Why indeed had they brought in this barbarian, with his Mexicans and his sheep, when with a little more nerve they could have taken on the Scarboroughs and run them out of the country themselves? But it was too late now to ask that question, for Grimes and his sheep were there; and on the other hand it was too early to give way to despair, for the battle had just begun. The Scarboroughs might be cowards but, even then, they were cowmen; and a cowardly cowman will rise up and fight sheep when he would never fight anything else. No, the battle was not over, it had not yet begun; and before he had finished the self-satisfied Mr. Grimes might find himself hollering for help. But help he would never get, not from the Bassetts and their clan, for they had seen his raw work and he had tipped his own hand—he was there to sheep them all out!

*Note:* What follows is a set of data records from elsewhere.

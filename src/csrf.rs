//! CSRF token lifecycle.
//!
//! One token per session, stored raw so it can be compared in constant time.
//! Issuing or rotating overwrites the session's previous token; there is no
//! history. Tokens are short-lived and the table is process-local, which is
//! why they are not hashed at rest like API keys.

use std::sync::Arc;

use chrono::{DateTime, Utc};
use serde::{Deserialize, Serialize};
use tracing::{debug, info};

use crate::config::CsrfConfig;
use crate::error::{CredentialError, Result};
use crate::secret::{constant_time_eq, generate_secret};
use crate::store::{expiry_after, CredentialRecord, CredentialStore};
use crate::sweeper::Sweeper;

#[derive(Clone)]
struct CsrfRecord {
    session_id: String,
    token: String,
    /// Bumped on every re-issue for the same session.
    version: u32,
    created_at: DateTime<Utc>,
    expires_at: DateTime<Utc>,
    rotated_at: Option<DateTime<Utc>>,
}

impl std::fmt::Debug for CsrfRecord {
    fn fmt(&self, f: &mut std::fmt::Formatter<'_>) -> std::fmt::Result {
        f.debug_struct("CsrfRecord")
            .field("session_id", &self.session_id)
            .field("token", &"<redacted>")
            .field("version", &self.version)
            .field("expires_at", &self.expires_at)
            .finish()
    }
}

impl CredentialRecord for CsrfRecord {
    fn identity(&self) -> &str {
        &self.session_id
    }

    fn version(&self) -> u32 {
        self.version
    }

    // Tokens are never deactivated in place; revocation deletes them.
    fn is_active(&self) -> bool {
        true
    }

    fn expires_at(&self) -> DateTime<Utc> {
        self.expires_at
    }

    fn is_sweepable(&self, now: DateTime<Utc>) -> bool {
        self.is_expired(now)
    }
}

/// Token metadata without the token itself.
#[derive(Debug, Clone, PartialEq, Serialize, Deserialize)]
pub struct CsrfTokenInfo {
    pub session_id: String,
    pub version: u32,
    pub created_at: DateTime<Utc>,
    pub expires_at: DateTime<Utc>,
    pub rotated_at: Option<DateTime<Utc>>,
}

impl From<&CsrfRecord> for CsrfTokenInfo {
    fn from(rec: &CsrfRecord) -> Self {
        Self {
            session_id: rec.session_id.clone(),
            version: rec.version,
            created_at: rec.created_at,
            expires_at: rec.expires_at,
            rotated_at: rec.rotated_at,
        }
    }
}

pub struct CsrfManager {
    config: CsrfConfig,
    store: Arc<CredentialStore<CsrfRecord>>,
    sweeper: Sweeper,
}

impl CsrfManager {
    /// Build a manager and start its background sweeper on the current tokio
    /// runtime.
    ///
    /// Outside a runtime (or with a zero `sweep_interval`) the manager is
    /// fully usable but nothing sweeps in the background: expired tokens
    /// still fail validation and stay in memory until
    /// [`sweep_expired`](Self::sweep_expired) is called. Check
    /// [`sweeper_running`](Self::sweeper_running) when that matters.
    pub fn new(config: CsrfConfig) -> Result<Self> {
        config.validate()?;
        let store = Arc::new(CredentialStore::new());
        let sweeper = Sweeper::spawn("csrf", store.clone(), config.sweep_interval);
        Ok(Self {
            config,
            store,
            sweeper,
        })
    }

    pub fn from_env() -> Result<Self> {
        Self::new(CsrfConfig::from_env())
    }

    pub fn config(&self) -> &CsrfConfig {
        &self.config
    }

    fn fresh_record(&self, session_id: &str) -> Result<CsrfRecord> {
        let token = generate_secret(self.config.secret_bytes)?;
        let now = Utc::now();
        Ok(CsrfRecord {
            session_id: session_id.to_string(),
            token,
            version: 1,
            created_at: now,
            expires_at: expiry_after(now, self.config.ttl),
            rotated_at: None,
        })
    }

    /// Install `rec` as the session's only token, continuing its version count.
    fn install(versions: &mut Vec<CsrfRecord>, mut rec: CsrfRecord) -> String {
        if let Some(prev) = versions.last() {
            rec.version = prev.version + 1;
            rec.rotated_at = Some(rec.created_at);
        }
        let token = rec.token.clone();
        versions.clear();
        versions.push(rec);
        token
    }

    /// Issue a new token for `session_id`, replacing any existing one.
    pub fn issue_token(&self, session_id: &str) -> Result<String> {
        let session_id = check_session_id(session_id)?;
        let rec = self.fresh_record(session_id)?;
        let token = self
            .store
            .upsert(session_id, |versions| Self::install(versions, rec));
        debug!(session_id = %session_id, "CSRF token issued");
        Ok(token)
    }

    /// Re-issue the session's token. Called after a state-changing request so
    /// each token is spent once.
    pub fn rotate_token(&self, session_id: &str) -> Result<String> {
        let token = self.issue_token(session_id)?;
        debug!(session_id = %session_id, "CSRF token rotated");
        Ok(token)
    }

    /// The session's current token if it is still live, otherwise a new one.
    pub fn ensure_token(&self, session_id: &str) -> Result<String> {
        let session_id = check_session_id(session_id)?;
        let rec = self.fresh_record(session_id)?;
        let now = Utc::now();
        Ok(self.store.upsert(session_id, |versions| {
            match versions.last() {
                Some(current) if !current.is_expired(now) => current.token.clone(),
                _ => Self::install(versions, rec),
            }
        }))
    }

    /// Check `presented` against the session's token, naming the failure:
    /// `NotFound` for no token, `Expired` past TTL, `Invalid` on mismatch.
    pub fn check_token(&self, session_id: &str, presented: &str) -> Result<()> {
        let session_id = check_session_id(session_id)?;
        let rec = self
            .store
            .get(session_id)
            .ok_or_else(|| CredentialError::NotFound(session_id.to_string()))?;
        verify(&rec, presented, Utc::now())
    }

    /// Boolean form of [`check_token`](Self::check_token).
    pub fn validate_token(&self, session_id: &str, presented: &str) -> bool {
        self.check_token(session_id, presented).is_ok()
    }

    /// Validate and rotate under one write lock, returning the replacement
    /// token. Of several concurrent requests presenting the same token, at
    /// most one succeeds.
    pub fn consume_token(&self, session_id: &str, presented: &str) -> Result<String> {
        let session_id = check_session_id(session_id)?;
        let rec = self.fresh_record(session_id)?;
        let now = Utc::now();
        let token = self
            .store
            .update(session_id, |versions| {
                let current = versions
                    .last()
                    .ok_or_else(|| CredentialError::NotFound(session_id.to_string()))?;
                verify(current, presented, now)?;
                Ok(Self::install(versions, rec))
            })
            .ok_or_else(|| CredentialError::NotFound(session_id.to_string()))??;
        debug!(session_id = %session_id, "CSRF token consumed and rotated");
        Ok(token)
    }

    /// Delete the session's token outright, e.g. on logout. Returns whether a
    /// token existed.
    pub fn revoke_token(&self, session_id: &str) -> bool {
        let Ok(session_id) = check_session_id(session_id) else {
            return false;
        };
        let removed = self.store.delete(session_id) > 0;
        if removed {
            info!(session_id = %session_id, "CSRF token revoked");
        }
        removed
    }

    pub fn token_info(&self, session_id: &str) -> Result<CsrfTokenInfo> {
        let session_id = check_session_id(session_id)?;
        self.store
            .latest(session_id)
            .map(|r| CsrfTokenInfo::from(&r))
            .ok_or_else(|| CredentialError::NotFound(session_id.to_string()))
    }

    /// Sessions currently holding a token, expired-but-unswept included.
    pub fn session_count(&self) -> usize {
        self.store.len()
    }

    pub fn sweep_expired(&self) -> usize {
        let removed = self.store.sweep_expired(Utc::now());
        debug!(removed, "CSRF sweep");
        removed
    }

    /// Signal the background sweeper to stop without waiting.
    pub fn stop(&self) -> bool {
        self.sweeper.stop()
    }

    /// Stop the background sweeper and wait for it to exit.
    pub async fn shutdown(&self) {
        self.sweeper.shutdown().await;
    }

    pub fn sweeper_running(&self) -> bool {
        self.sweeper.is_running()
    }
}

fn check_session_id(session_id: &str) -> Result<&str> {
    let trimmed = session_id.trim();
    if trimmed.is_empty() {
        return Err(CredentialError::InvalidInput(
            "session id must not be empty".into(),
        ));
    }
    Ok(trimmed)
}

fn verify(rec: &CsrfRecord, presented: &str, now: DateTime<Utc>) -> Result<()> {
    if rec.is_expired(now) {
        return Err(CredentialError::Expired(rec.session_id.clone()));
    }
    if !constant_time_eq(rec.token.as_bytes(), presented.as_bytes()) {
        return Err(CredentialError::Invalid);
    }
    Ok(())
}
#![forbid(unsafe_code)]
#![doc = r#"
Keyward

In-memory lifecycle management for API keys and CSRF tokens: generation,
validation, rotation, revocation, and background expiry.

Crate highlights
- API keys: versioned per identity, hashed at rest, scoped, rotated with a
  bounded history. The plaintext is returned once.
- CSRF tokens: one per session, compared in constant time, spent on each
  state-changing request.
- Expiry is enforced lazily on validation and eagerly by a per-manager
  background sweeper.

Modules
- `secret`: random secret generation, hashing, constant-time comparison.
- `store`: generic versioned credential table with a lookup index.
- `sweeper`: background expiry task.
- `api_keys`, `csrf`: the two managers.
- `adapter`: actix-web middlewares, extractors and error rendering.
- `server`: admin and session routes used by the binary.
- `config`, `error`, `util`: environment configuration, error kinds, helpers.

Note: all state is process-local; restarting the process drops every credential.
"#]

pub mod adapter;
pub mod api_keys;
pub mod config;
pub mod csrf;
pub mod error;
pub mod secret;
pub mod server;
pub mod store;
pub mod sweeper;
pub mod util;

pub use crate::adapter::{api_key_middleware, csrf_middleware, ApiKeyClaims, CsrfToken};
pub use crate::api_keys::{
    authorize, require_scopes, ApiKeyInfo, ApiKeyManager, GeneratedKey, KeyStatus,
};
pub use crate::config::{ApiKeyConfig, ApiKeyTransport, CsrfConfig};
pub use crate::csrf::{CsrfManager, CsrfTokenInfo};
pub use crate::error::{CredentialError, Result};
pub use crate::secret::{generate_prefixed, generate_secret};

They waited in sullen silence as the sheep began to move and the herders followed after them from the bedding ground; for that was the way these besotted sheepmen worked, they made themselves the slaves of their sheep. And the memory of that grass, so rich and sweet, had roused the sheep up early from their dreams; they set off in single file, each group behind its leader, and the leaders all heading for the plain. A single herder followed, his gun across his arm, his eyes on the distant hills; and from a knoll near their camp the extra herders watched him, for they knew he took his life in his hands. What they feared they could not say, more than the treachery of the cowmen who had disappeared so mysteriously into the hills, but they watched him nevertheless, and as they followed his squat form suddenly he staggered and dropped down in the grass. And then the answer came, a single shot in the silence, and the sheep broke into a run.

There was a volley then, from the rolling plain in front of them; and from a thin line of willows which marked the course of a dry stream the smoke rose up in white puffs. The sheep, which had rushed one way, now turned and rushed another; and as they went down in sudden rows the survivors stampeded, running frantically away from the smoke. The heavy bang of cowmen's rifles, shooting ninety grains of powder, added the final touch of panic to their flight, and as they scooted across the plain the big, forty-five caliber bullets plowed through them until they dropped by scores. It was the vengeance of the Scarboroughs for the invading of their range, but the Bassetts did not rush for their guns. They looked on in stony silence, for it was no quarrel of theirs—and Grimes had tipped his hand too soon.


[CHAPTER X]

THE SHEEP-WAR

If Grimes had thought to win a bloodless victory and take over Maverick Basin for his sheep he was brought back to earth by that first rifle-shot, which had struck down his boldest caporal. And the fusillade which followed, killing his sheep by the hundreds and scattering them across the plain, showed the presence of an enemy as ruthless as himself and as determined to play a bold hand. No, it was too rich a prize to be given up lightly and the Scarboroughs were fighting to win. For an hour, while Grimes raged about in the distance and cursed his cowering herders, the rifle-shots continued and the sorely harried sheep went down until there were no more to kill. It was a slaughter of the innocents, but each sheep that went down sent a pang through Grimes' hard heart.

The position of the Scarboroughs, behind the bank of the low creek-bed which meandered across the plain, was impregnable from every side; and even after dark Grimes was afraid to venture out, lest he walk into yet another ambush. They were playing his own game—the way he had often played it when rash cowboys had charged down on his camp—and after gathering a few strays he was compelled to retreat, taking his much-vaunted Mexicans with him. Out of three thousand sheep he did not have fifty left; and his fighting caporal lay dead on the plain, shot down by a cowman's bullet.